Planning for disaster

Nowadays it would be unthinkable, indeed illegal, for any organisation including the government to keep information of such a release of poison from its possible victims. English case law already contained a legal judgement (Lord Asquith, Edwards vs National Coal Board) that required industrial risks to be reduced “as low as reasonably practicable”. But there is no indication in Windscale’s final design or operation that a meltdown risk was objectively assessed, nor of any efforts to mitigate that risk – we can be grateful in retrospect for Cockcroft’s Follies, which afterwards appeared a good investment.

Lessons were learnt. Containment would have been desirable. The Boiling Water Reactor Mark 1 (BWR) is a US design that contained its core entirely inside a pressure vessel, with a removable cap to insert and remove fuel rods. The pressure vessel contained water and steam, forming part of a closed-circuit heat-exchange mechanism. The pressure vessel itself is fully enclosed within a steel-and-concrete bulb known as “primary containment”. And the primary containment itself is enclosed within a building, which constitutes “secondary containment”. BWR Mark 1 designs were commissioned from the 1970’s – the first was at Fukushima Dai-ichi in Japan in 1971, 14 years after Windscale.

Calculating the risk

The chances and extent of things going wrong must nowadays be calculated. The theoretically possible accidents and their precursors (“hazards”) must be listed and the concomitant risk assessed.

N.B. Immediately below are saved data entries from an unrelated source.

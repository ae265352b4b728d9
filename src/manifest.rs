//! Install manifest
//!
//! The ordered list of URLs a generation must hold before it can be
//! activated. Entries are either site-relative paths, resolved against the
//! worker scope, or absolute URLs (CDN assets).

use crate::cache::CacheName;
use crate::error::{OffcacheError, OffcacheResult};
use crate::http::Request;
use sha2::{Digest, Sha256};
use tracing::debug;
use url::Url;

/// Built-in manifest for the portfolio site
pub const DEFAULT_MANIFEST: &[&str] = &[
    "/",
    "/static/css/style.css",
    "/static/js/script.js",
    "/static/manifest.json",
    "/static/images/Lakshay.jpeg",
    "/static/resume/Lakshay_software_developer.pdf",
    "https://fonts.googleapis.com/css2?family=Fira+Code:wght@300;400;500;600;700&family=Inter:wght@300;400;500;600;700;800;900&display=swap",
    "https://cdnjs.cloudflare.com/ajax/libs/font-awesome/6.0.0/css/all.min.css",
    "https://cdnjs.cloudflare.com/ajax/libs/three.js/r128/three.min.js",
    "https://cdnjs.cloudflare.com/ajax/libs/gsap/3.12.2/gsap.min.js",
    "https://cdnjs.cloudflare.com/ajax/libs/prism/1.29.0/prism.min.js",
    "https://cdnjs.cloudflare.com/ajax/libs/prism/1.29.0/components/prism-python.min.js",
    "https://cdnjs.cloudflare.com/ajax/libs/prism/1.29.0/components/prism-javascript.min.js",
    "https://cdnjs.cloudflare.com/ajax/libs/prism/1.29.0/themes/prism-tomorrow.min.css",
];

/// Resolved install manifest
#[derive(Debug, Clone, PartialEq, Eq)]
pub struct Manifest {
    entries: Vec<Url>,
}

impl Manifest {
    /// Resolve raw entries against `scope`
    ///
    /// Order is preserved. A URL listed twice is kept once, at its first
    /// position.
    pub fn resolve<S: AsRef<str>>(scope: &Url, raw: &[S]) -> OffcacheResult<Self> {
        let mut entries: Vec<Url> = Vec::with_capacity(raw.len());

        for entry in raw {
            let entry = entry.as_ref().trim();
            let url = scope.join(entry).map_err(|e| OffcacheError::InvalidUrl {
                url: entry.to_string(),
                reason: e.to_string(),
            })?;

            if entries.contains(&url) {
                debug!("Skipping duplicate manifest entry {}", url);
                continue;
            }
            entries.push(url);
        }

        Ok(Self { entries })
    }

    pub fn entries(&self) -> &[Url] {
        &self.entries
    }

    pub fn len(&self) -> usize {
        self.entries.len()
    }

    pub fn is_empty(&self) -> bool {
        self.entries.is_empty()
    }

    pub fn contains(&self, url: &Url) -> bool {
        self.entries.contains(url)
    }

    /// GET requests for every entry, in manifest order
    pub fn requests(&self) -> impl Iterator<Item = Request> + '_ {
        self.entries.iter().cloned().map(Request::get)
    }

    /// Version fingerprint of a worker built from this manifest
    ///
    /// SHA256 over the generation name and every entry, first 12 hex chars.
    /// Any change to either produces a different fingerprint.
    pub fn fingerprint(&self, cache_name: &CacheName) -> String {
        let mut hasher = Sha256::new();
        hasher.update(cache_name.as_str().as_bytes());
        for entry in &self.entries {
            hasher.update(b"\n");
            hasher.update(entry.as_str().as_bytes());
        }
        let result = hasher.finalize();

        hex::encode(&result[..6])
    }
}
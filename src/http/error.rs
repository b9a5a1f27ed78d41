//! Transport-level errors produced by the dispatcher itself.
//!
//! Controller failures never pass through here; controllers write their own
//! status and body.

use axum::body::Bytes;
use axum::http::StatusCode;
use serde::{Deserialize, Serialize};
use thiserror::Error;

use crate::http::response::ApiResponse;

/// Minimal JSON error body.
#[derive(Debug, Clone, Serialize, Deserialize)]
pub struct ErrorBody {
    /// Error code for programmatic handling
    pub code: String,
    /// Human-readable error message
    pub message: String,
}

impl ErrorBody {
    pub fn new(code: impl Into<String>, message: impl Into<String>) -> Self {
        Self {
            code: code.into(),
            message: message.into(),
        }
    }

    pub(crate) fn to_bytes(&self) -> Bytes {
        // Two string fields always serialize.
        serde_json::to_vec(self).map(Bytes::from).unwrap_or_default()
    }
}

/// Conditions the dispatcher answers without reaching a handler.
#[derive(Debug, Clone, PartialEq, Eq, Error)]
pub enum TransportError {
    #[error("no route for {method} {path}")]
    RouteNotFound { method: String, path: String },

    #[error("unsupported media type '{found}', expected {expected}")]
    UnsupportedMediaType { found: String, expected: &'static str },

    #[error("none of the acceptable media types '{accept}' is produced, only {produces}")]
    NotAcceptable { accept: String, produces: &'static str },

    #[error("request body exceeds {limit} bytes")]
    PayloadTooLarge { limit: usize },

    #[error("request body could not be read: {reason}")]
    BodyUnreadable { reason: String },

    #[error("handler for {route} failed without writing a response")]
    HandlerFailed { route: String },
}

impl TransportError {
    pub fn status(&self) -> StatusCode {
        match self {
            TransportError::RouteNotFound { .. } => StatusCode::NOT_FOUND,
            TransportError::UnsupportedMediaType { .. } => StatusCode::UNSUPPORTED_MEDIA_TYPE,
            TransportError::NotAcceptable { .. } => StatusCode::NOT_ACCEPTABLE,
            TransportError::PayloadTooLarge { .. } => StatusCode::PAYLOAD_TOO_LARGE,
            TransportError::BodyUnreadable { .. } => StatusCode::BAD_REQUEST,
            TransportError::HandlerFailed { .. } => StatusCode::INTERNAL_SERVER_ERROR,
        }
    }

    pub fn code(&self) -> &'static str {
        match self {
            TransportError::RouteNotFound { .. } => "NOT_FOUND",
            TransportError::UnsupportedMediaType { .. } => "UNSUPPORTED_MEDIA_TYPE",
            TransportError::NotAcceptable { .. } => "NOT_ACCEPTABLE",
            TransportError::PayloadTooLarge { .. } => "PAYLOAD_TOO_LARGE",
            TransportError::BodyUnreadable { .. } => "BAD_REQUEST",
            TransportError::HandlerFailed { .. } => "INTERNAL_ERROR",
        }
    }

    /// Render as a JSON error response.
    pub fn to_response(&self) -> ApiResponse {
        let mut response = ApiResponse::new();
        response.write_error(self.status(), self.code(), self.to_string());
        response
    }
}
//! Shared fixtures for the API integration tests.

#![allow(dead_code)]

use std::net::SocketAddr;
use std::sync::{Arc, Mutex};

use axum::body::Body;
use axum::extract::ConnectInfo;
use axum::http::{header, Method, Request, StatusCode};
use axum::Router;

use dds_api::api::{self, ApiHandler, StatusResponse};
use dds_api::cluster::{ClusterConfig, Friends};
use dds_api::config::ListenerConfig;
use dds_api::controller::Controller;
use dds_api::http::{ApiRequest, ApiResponse, ApiServer};
use dds_api::observability::MemorySink;

/// Remote address attached to in-process requests.
pub const REMOTE: &str = "127.0.0.1:54321";

/// Which collaborator a controller entry point received.
#[derive(Debug, Clone, Copy, PartialEq, Eq)]
pub enum Received {
    Nothing,
    Config(usize),
    Friends(usize),
}

#[derive(Debug, Clone, PartialEq, Eq)]
pub struct Call {
    pub entry: &'static str,
    pub received: Received,
}

/// Records every call and answers 200 with the entry point's name.
///
/// `add_task` echoes the request's `name` field, so concurrent callers can
/// tell their own response apart.
#[derive(Default)]
pub struct RecordingController {
    calls: Mutex<Vec<Call>>,
}

impl RecordingController {
    pub fn calls(&self) -> Vec<Call> {
        self.calls.lock().unwrap().clone()
    }

    fn record(&self, entry: &'static str, received: Received, response: &mut ApiResponse) {
        self.calls.lock().unwrap().push(Call { entry, received });
        response.write_json(StatusCode::OK, &StatusResponse::ok(entry));
    }
}

impl Controller for RecordingController {
    fn index(&self, _: &ApiRequest, response: &mut ApiResponse) {
        self.record("index", Received::Nothing, response);
    }

    fn list_tasks(&self, _: &ApiRequest, response: &mut ApiResponse) {
        self.record("list_tasks", Received::Nothing, response);
    }

    fn add_task(&self, request: &ApiRequest, response: &mut ApiResponse, config: &ClusterConfig) {
        self.record("add_task", Received::Config(addr_of(config)), response);
        let body: serde_json::Value = request.json().unwrap_or_default();
        let name = body["name"].as_str().unwrap_or_default();
        response.write_json(StatusCode::OK, &StatusResponse::ok(format!("add_task:{name}")));
    }

    fn add_friend(&self, _: &ApiRequest, response: &mut ApiResponse, friends: &Friends) {
        self.record("add_friend", Received::Friends(addr_of(friends)), response);
    }

    fn delete_friend(&self, _: &ApiRequest, response: &mut ApiResponse, friends: &Friends) {
        self.record("delete_friend", Received::Friends(addr_of(friends)), response);
    }
}

pub fn addr_of<T>(value: &T) -> usize {
    value as *const T as usize
}

/// A node wired to a [`RecordingController`], driven in-process.
pub struct TestNode {
    pub router: Router,
    pub sink: Arc<MemorySink>,
    pub config: Arc<ClusterConfig>,
    pub friends: Arc<Friends>,
    pub controller: Arc<RecordingController>,
}

impl TestNode {
    pub fn new() -> Self {
        Self::with_listener(ListenerConfig::default())
    }

    pub fn with_listener(listener: ListenerConfig) -> Self {
        let controller = Arc::new(RecordingController::default());
        Self::with_controller(controller.clone(), controller, listener)
    }

    /// `recorder` is the controller the node reports calls from; pass the
    /// same instance as `controller` unless the controller misbehaves.
    pub fn with_controller(
        controller: Arc<dyn Controller>,
        recorder: Arc<RecordingController>,
        listener: ListenerConfig,
    ) -> Self {
        let config = Arc::new(ClusterConfig::default());
        let friends = Arc::new(Friends::new());
        let handler = ApiHandler::builder()
            .config(Arc::clone(&config))
            .friends(Arc::clone(&friends))
            .controller(controller)
            .build()
            .unwrap();

        let sink = Arc::new(MemorySink::new());
        let dispatcher = api::create_dispatcher(Arc::new(handler), sink.clone()).unwrap();
        let router = ApiServer::new(Arc::new(dispatcher), &listener).router();

        Self {
            router,
            sink,
            config,
            friends,
            controller: recorder,
        }
    }

    pub fn config_addr(&self) -> usize {
        Arc::as_ptr(&self.config) as usize
    }

    pub fn friends_addr(&self) -> usize {
        Arc::as_ptr(&self.friends) as usize
    }
}

/// A bodiless request from [`REMOTE`].
pub fn request(method: Method, uri: &str) -> Request<Body> {
    Request::builder()
        .method(method)
        .uri(uri)
        .extension(ConnectInfo(remote()))
        .body(Body::empty())
        .unwrap()
}

/// A JSON request from [`REMOTE`].
pub fn json_request(method: Method, uri: &str, body: serde_json::Value) -> Request<Body> {
    Request::builder()
        .method(method)
        .uri(uri)
        .header(header::CONTENT_TYPE, "application/json")
        .extension(ConnectInfo(remote()))
        .body(Body::from(body.to_string()))
        .unwrap()
}

pub fn remote() -> SocketAddr {
    REMOTE.parse().unwrap()
}

/// Read a response body as JSON.
pub async fn body_json(response: axum::response::Response) -> serde_json::Value {
    let bytes = axum::body::to_bytes(response.into_body(), usize::MAX)
        .await
        .unwrap();
    serde_json::from_slice(&bytes).unwrap()
}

Methods for this such as Fault Tree Analysis (FTA) have evolved over more than 60 years.

What were the chances of a core melt at Fukushima? Cooling requires electricity, generated either by the plant, from the electricity grid, or from emergency generators or last-resort batteries. Four different systems providing “defence in depth”, as required. Except that the electrics and emergency systems, all in the basement, are susceptible to simultaneous failure from flooding. This was known since the 1990’s, and widely published in a book by organisational sociologist Charles Perrow, The Next Catastrophe, in 2007.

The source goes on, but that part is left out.